Construction jobs increase up to 12% in Metro Detroit

Posted on August 3, 2011

Metro Detroit experienced double-digit growth in construction jobs in June from a year ago, the highest level in 11 years, the Associated General Contractors of America said Tuesday.

The Detroit-Livonia-Dearborn area added 1,800 construction, logging and mining jobs during the June 2010 to June 2011 period, up 10 percent to 19,300, according to Bureau of Labor Statistics data provided by the construction group.

The Warren-Troy-Farmington Hills area added 4,300 construction jobs, up 12 percent to 39,700.
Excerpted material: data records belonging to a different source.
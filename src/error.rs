//! Error types for lsmkv
//!
//! Provides a unified error type for all operations. Variants fall into four
//! groups: I/O failures, corruption, capacity violations and logical misuse.
//! Callers that need to tell "the disk failed" apart from "the bytes are bad"
//! should use [`LsmError::is_corruption`].

use std::fmt;
use std::io;
use std::path::{Path, PathBuf};

use thiserror::Error;

/// Result type alias using LsmError
pub type Result<T> = std::result::Result<T, LsmError>;

/// Fields of an encoded record, named in decode errors
#[derive(Debug, Clone, Copy, PartialEq, Eq)]
pub enum RecordField {
    EntryLength,
    Deleted,
    KeyLength,
    Key,
    ValueLength,
    Value,
    Checksum,
}

impl fmt::Display for RecordField {
    fn fmt(&self, f: &mut fmt::Formatter<'_>) -> fmt::Result {
        let name = match self {
            RecordField::EntryLength => "entry_length",
            RecordField::Deleted => "deleted flag",
            RecordField::KeyLength => "key_length",
            RecordField::Key => "key",
            RecordField::ValueLength => "value_length",
            RecordField::Value => "value",
            RecordField::Checksum => "checksum",
        };
        f.write_str(name)
    }
}

/// Unified error type for lsmkv operations
#[derive(Debug, Error)]
pub enum LsmError {
    // -------------------------------------------------------------------------
    // I/O Errors
    // -------------------------------------------------------------------------
    #[error("IO error: {0}")]
    Io(#[from] io::Error),

    #[error("IO error on {}: {source}", path.display())]
    File {
        path: PathBuf,
        #[source]
        source: io::Error,
    },

    // -------------------------------------------------------------------------
    // Corruption Errors
    // -------------------------------------------------------------------------
    #[error("Checksum mismatch: stored {stored:#010x}, computed {computed:#010x}")]
    ChecksumMismatch { stored: u32, computed: u32 },

    #[error("Failed to read {field}: unexpected end of input")]
    Truncated { field: RecordField },

    #[error("Record trailer too short: need {needed} bytes, got {available}")]
    TrailerTooShort { needed: usize, available: usize },

    #[error("WAL corruption at offset {offset}: {reason}")]
    WalCorruption { offset: u64, reason: String },

    #[error("Data corruption: {0}")]
    Corruption(String),

    // -------------------------------------------------------------------------
    // Capacity Errors
    // -------------------------------------------------------------------------
    #[error("Key must not be empty")]
    EmptyKey,

    #[error("Key too large: {len} bytes (max {max})")]
    KeyTooLarge { len: usize, max: usize },

    #[error("Value too large: {len} bytes (max {max})")]
    ValueTooLarge { len: usize, max: usize },

    // -------------------------------------------------------------------------
    // Logical Errors
    // -------------------------------------------------------------------------
    #[error("Sorted run {} holds no records", .0.display())]
    EmptyRun(PathBuf),

    #[error("Level {0} does not exist")]
    InvalidLevel(usize),

    // -------------------------------------------------------------------------
    // Configuration Errors
    // -------------------------------------------------------------------------
    #[error("Configuration error: {0}")]
    Config(String),
}

impl LsmError {
    /// True when the error means stored bytes are bad rather than unreachable
    pub fn is_corruption(&self) -> bool {
        matches!(
            self,
            LsmError::ChecksumMismatch { .. }
                | LsmError::Truncated { .. }
                | LsmError::TrailerTooShort { .. }
                | LsmError::WalCorruption { .. }
                | LsmError::Corruption(_)
        )
    }

    /// Wrap a short read on a file as corruption, keep every other I/O error
    pub(crate) fn from_read(path: &Path, err: io::Error, what: &str) -> Self {
        if err.kind() == io::ErrorKind::UnexpectedEof {
            LsmError::Corruption(format!(
                "unexpected EOF reading {} in {}",
                what,
                path.display()
            ))
        } else {
            LsmError::File {
                path: path.to_path_buf(),
                source: err,
            }
        }
    }
}

/// Attach the offending file path to an I/O result
pub(crate) trait IoContext<T> {
    fn with_path(self, path: &Path) -> Result<T>;
}

impl<T> IoContext<T> for io::Result<T> {
    fn with_path(self, path: &Path) -> Result<T> {
        self.map_err(|source| LsmError::File {
            path: path.to_path_buf(),
            source,
        })
    }
}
The employment increase in Metro Detroit may stem from a boost in private-sector spending on nonresidential projects such as the one under way at the Detroit Medical Center, AGC officials said at a Tuesday news conference at the construction site of DMC’s Children’s Hospital of Michigan Specialty Center.

“It has been too long since we have had news like this to report in Detroit,” said Todd Doenitz, chairman of the AGC of Michigan and vice president of Walled Lake-based Fastdecks Inc.. “From a construction point of view, it looks like this area’s long slump has finally come to an end.”

Nationally, the unemployment rate for the construction industry stood at 15.6 percent in June, down from a recent high of about 25 percent in late 2009 and early 2010, said Brian Turmail, a spokesman for the national contractors group.

Across Michigan, construction employment grew 9 percent in June from the same time a year ago, though some areas such as Jackson and Battle Creek saw the number of jobs fall.

“We do think at least in the Detroit metro area there’s some pretty positive trends,” Turmail said, citing $500 million committed over five years in construction and renovation projects by DMC’s owner Vanguard Health Systems Inc., Detroit Public Schools renovations and the expansion of Marathon Oil Corp.’s refinery in Detroit.

Nearly 50 workers such as masons, sheet metal contractors, pipe fitters and concrete finishers are at the DMC’s pediatric specialty center project, said Rhonda Collins, project manager at Brinker LLC. Brinker won a roughly $30 million contract for the project.

By December, about 100 to 125 workers will be on site, Collins said.

About a third of the contract, or more than $9.8 million in subcontracts, has gone to local and minority-owned companies, she said.

The $43.45 million, five-story specialty center is scheduled to open in May for patients.